January 21, 2012
Posted in Pagan Blog Project 2012
at 11:02 am
by Shefyt
How do I see Amun-Ra?
He is both the Hidden Wind and the Manifest Sun, and also their meeting place, where unseen power infuses the visible appearance. For me, He embodies the process of creation itself — whether the creation of a world, or a single being, or a work of art. He is the indrawn breath of inspiration, of light and life, and the passage from that inspiration to existence, the shattering exhalation, the call of the wild goose, the cry of birth. If the Eye of Ra is raw energy — “the force that through the green fuse drives the flower,” to quote Dylan Thomas — then Amun-Ra is the idea of the seed and the order of the plant’s development, the flower that issues forth and the influence of that flower on the heart that perceives it.
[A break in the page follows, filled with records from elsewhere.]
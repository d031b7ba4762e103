use crate::error::{Error, Result};
use async_trait::async_trait;
use dashmap::DashMap;
use parking_lot::Mutex as SyncMutex;
use std::sync::atomic::{AtomicBool, AtomicU32, Ordering};
use std::sync::Arc;
use std::time::Instant;
use tokio::sync::{mpsc, Mutex};
use tokio_util::sync::CancellationToken;

const MUX_VERSION: u8 = 0;
const HEADER_LEN: usize = 8;

/// Largest payload carried in one data frame. Frames ride in single
/// reliable-transport messages, so this bounds per-message size.
pub const MAX_FRAME_DATA: usize = 16 * 1024;

#[repr(u8)]
#[derive(Debug, Clone, Copy, PartialEq, Eq)]
pub enum FrameKind {
    New = 0x01,
    Data = 0x02,
    End = 0x03,
    KeepAlive = 0x04,
}

impl FrameKind {
    fn from_u8(v: u8) -> Option<Self> {
        match v {
            0x01 => Some(Self::New),
            0x02 => Some(Self::Data),
            0x03 => Some(Self::End),
            0x04 => Some(Self::KeepAlive),
            _ => None,
        }
    }
}

/// One multiplexer frame: `[version][kind][stream id: u32][len: u16][data]`.
#[derive(Debug, Clone, PartialEq, Eq)]
pub struct Frame {
    pub kind: FrameKind,
    pub stream_id: u32,
    pub data: Vec<u8>,
}

impl Frame {
    pub fn new(kind: FrameKind, stream_id: u32, data: Vec<u8>) -> Self {
        Self {
            kind,
            stream_id,
            data,
        }
    }

    pub fn encode(&self) -> Vec<u8> {
        let mut out = Vec::with_capacity(HEADER_LEN + self.data.len());
        out.push(MUX_VERSION);
        out.push(self.kind as u8);
        out.extend_from_slice(&self.stream_id.to_be_bytes());
        out.extend_from_slice(&(self.data.len() as u16).to_be_bytes());
        out.extend_from_slice(&self.data);
        out
    }

    pub fn decode(data: &[u8]) -> Result<Self> {
        if data.len() < HEADER_LEN {
            return Err(Error::protocol("mux frame too short"));
        }
        if data[0] != MUX_VERSION {
            return Err(Error::protocol(format!("unknown mux version {}", data[0])));
        }
        let kind = FrameKind::from_u8(data[1])
            .ok_or_else(|| Error::protocol(format!("unknown mux frame kind {}", data[1])))?;
        let stream_id = u32::from_be_bytes([data[2], data[3], data[4], data[5]]);
        let len = u16::from_be_bytes([data[6], data[7]]) as usize;
        if data.len() < HEADER_LEN + len {
            return Err(Error::protocol("mux frame truncated"));
        }
        Ok(Self {
            kind,
            stream_id,
            data: data[HEADER_LEN..HEADER_LEN + len].to_vec(),
        })
    }
}

/// Carries whole mux frames over a reliable message pipe.
#[async_trait]
pub trait FramePipe: Send + Sync {
    async fn send_frame(&self, frame: &[u8]) -> Result<()>;
    /// Receive one whole frame. Blocks until available or the pipe dies.
    async fn recv_frame(&self) -> Result<Vec<u8>>;
    fn close_pipe(&self);
    fn is_pipe_closed(&self) -> bool;
}

struct StreamEntry {
    data_tx: mpsc::Sender<Vec<u8>>,
}

/// Stream multiplexer over a reliable message pipe. The dialing side opens
/// odd stream ids, the accepting side even ones.
pub struct MuxSession {
    pipe: Arc<dyn FramePipe>,
    streams: Arc<DashMap<u32, StreamEntry>>,
    accept_rx: Mutex<mpsc::Receiver<MuxStream>>,
    next_id: AtomicU32,
    closed: Arc<AtomicBool>,
    cancel: CancellationToken,
    stream_buf_frames: usize,
}

impl MuxSession {
    /// `dialer` selects the id parity. `stream_buf` bounds each stream's
    /// receive backlog in bytes.
    pub fn new(pipe: Arc<dyn FramePipe>, dialer: bool, stream_buf: usize) -> Arc<Self> {
        let (accept_tx, accept_rx) = mpsc::channel(256);
        let session = Arc::new(Self {
            pipe,
            streams: Arc::new(DashMap::new()),
            accept_rx: Mutex::new(accept_rx),
            next_id: AtomicU32::new(if dialer { 1 } else { 2 }),
            closed: Arc::new(AtomicBool::new(false)),
            cancel: CancellationToken::new(),
            stream_buf_frames: (stream_buf / MAX_FRAME_DATA).max(4),
        });
        session.clone().spawn_read_loop(accept_tx);
        session
    }

    fn spawn_read_loop(self: Arc<Self>, accept_tx: mpsc::Sender<MuxStream>) {
        let session = self;
        tokio::spawn(async move {
            loop {
                let raw = tokio::select! {
                    _ = session.cancel.cancelled() => break,
                    raw = session.pipe.recv_frame() => match raw {
                        Ok(raw) => raw,
                        Err(_) => break,
                    },
                };
                let frame = match Frame::decode(&raw) {
                    Ok(frame) => frame,
                    Err(e) => {
                        tracing::debug!("dropping malformed mux frame: {}", e);
                        continue;
                    }
                };
                match frame.kind {
                    FrameKind::New => {
                        let stream = session.register(frame.stream_id);
                        if accept_tx.send(stream).await.is_err() {
                            break;
                        }
                    }
                    FrameKind::Data => {
                        let tx = session
                            .streams
                            .get(&frame.stream_id)
                            .map(|e| e.data_tx.clone());
                        if let Some(tx) = tx {
                            // Backpressure: a full stream buffer stalls the
                            // session until the reader catches up.
                            let _ = tx.send(frame.data).await;
                        }
                    }
                    FrameKind::End => {
                        session.streams.remove(&frame.stream_id);
                    }
                    FrameKind::KeepAlive => {}
                }
            }
            session.shutdown();
        });
    }

    fn register(self: &Arc<Self>, stream_id: u32) -> MuxStream {
        let (data_tx, data_rx) = mpsc::channel(self.stream_buf_frames);
        self.streams.insert(stream_id, StreamEntry { data_tx });
        MuxStream {
            stream_id,
            session: self.clone(),
            data_rx: Mutex::new(data_rx),
            leftover: Mutex::new(Vec::new()),
            write_closed: AtomicBool::new(false),
            read_deadline: SyncMutex::new(None),
            write_deadline: SyncMutex::new(None),
        }
    }

    /// Open a new outbound stream.
    pub async fn open_stream(self: &Arc<Self>) -> Result<MuxStream> {
        if self.is_closed() {
            return Err(Error::ConnectionLost);
        }
        let stream_id = self.next_id.fetch_add(2, Ordering::Relaxed);
        let stream = self.register(stream_id);
        let frame = Frame::new(FrameKind::New, stream_id, Vec::new());
        if let Err(e) = self.pipe.send_frame(&frame.encode()).await {
            self.streams.remove(&stream_id);
            return Err(e);
        }
        Ok(stream)
    }

    /// Await the next peer-opened stream.
    pub async fn accept_stream(&self) -> Result<MuxStream> {
        let mut rx = self.accept_rx.lock().await;
        tokio::select! {
            _ = self.cancel.cancelled() => Err(Error::ConnectionLost),
            stream = rx.recv() => stream.ok_or(Error::ConnectionLost),
        }
    }

    /// Send a keep-alive frame through the pipe.
    pub async fn ping(&self) -> Result<()> {
        if self.is_closed() {
            return Err(Error::ConnectionLost);
        }
        let frame = Frame::new(FrameKind::KeepAlive, 0, Vec::new());
        self.pipe.send_frame(&frame.encode()).await
    }

    pub fn is_closed(&self) -> bool {
        self.closed.load(Ordering::Relaxed) || self.pipe.is_pipe_closed()
    }

    pub fn stream_count(&self) -> usize {
        self.streams.len()
    }

    pub fn shutdown(&self) {
        self.closed.store(true, Ordering::Relaxed);
        self.cancel.cancel();
        self.streams.clear();
        self.pipe.close_pipe();
    }
}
He is the power that is greater than power, the matrix that contains force, giving it direction, shape, and limit.
People tend to experience Amun-Ra as very formal, very kingly; He favors ritual and commands obedience. Perhaps it’s because that kingly role provides a certain structure, a vessel to contain his immensity and abstractness, to translate it into human terms. To the common people, there would have been something ineffable about the king, who was rarely seen yet whose influence was everywhere. But Amun-Ra is not just remote; he is also the compassionate friend and benefactor of the people, prayed to for help in all sorts of matters. Perhaps in ancient Kemet there was a political angle to this, promoting an image of the ruler’s beneficence toward the people by drawing connections between him and the King of Gods, but it’s true of Amun-Ra nonetheless. He is the divine ear that hears all prayers. And while his responses to a seeker’s questions may be unexpected and often challenging, they strike to the heart.
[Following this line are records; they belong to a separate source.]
//! Packet-level tunneling core.
//!
//! Disguises a reliable byte-stream transport (KCP or QUIC) as ordinary
//! TCP on the wire: inbound frames matching a BPF filter are captured and
//! stripped to their payloads, outbound datagrams are wrapped in forged
//! wire-correct TCP segments with a plausible per-flow state machine.

pub mod buffer;
pub mod client;
pub mod config;
pub mod error;
pub mod flow;
pub mod forward;
pub mod http;
pub mod logging;
pub mod packet;
pub mod pool;
pub mod proto;
pub mod server;
pub mod socks;
pub mod transport;
pub mod util;

#[cfg(test)]
mod tests;

pub use client::Client;
pub use config::Config;
pub use error::{Error, Result};
pub use packet::PacketChannel;
pub use server::Server;

pub const VERSION: &str = env!("CARGO_PKG_VERSION");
As I was lying on the couch last weekend, thinking about what to write for this post, I suddenly heard, Get up and go into the shrine room. Oh, but I was comfortable, and the cats had just snuggled up to me….
Go to the shrine.
…and I really wanted to fall asleep….
Get up now.
I got up. I went to Amun-Ra’s shrine, lit sandalwood incense for Him, and knelt before the shrine in prayer. And I felt that connection at once, even though in all honesty I haven’t been paying much attention to Him or serving Him lately, felt His care and close involvement, His hand upon my own creative work.
How can I get closer to You? I asked in sudden love and longing, and the realization came to me:
He is everywhere — how can you get closer than that?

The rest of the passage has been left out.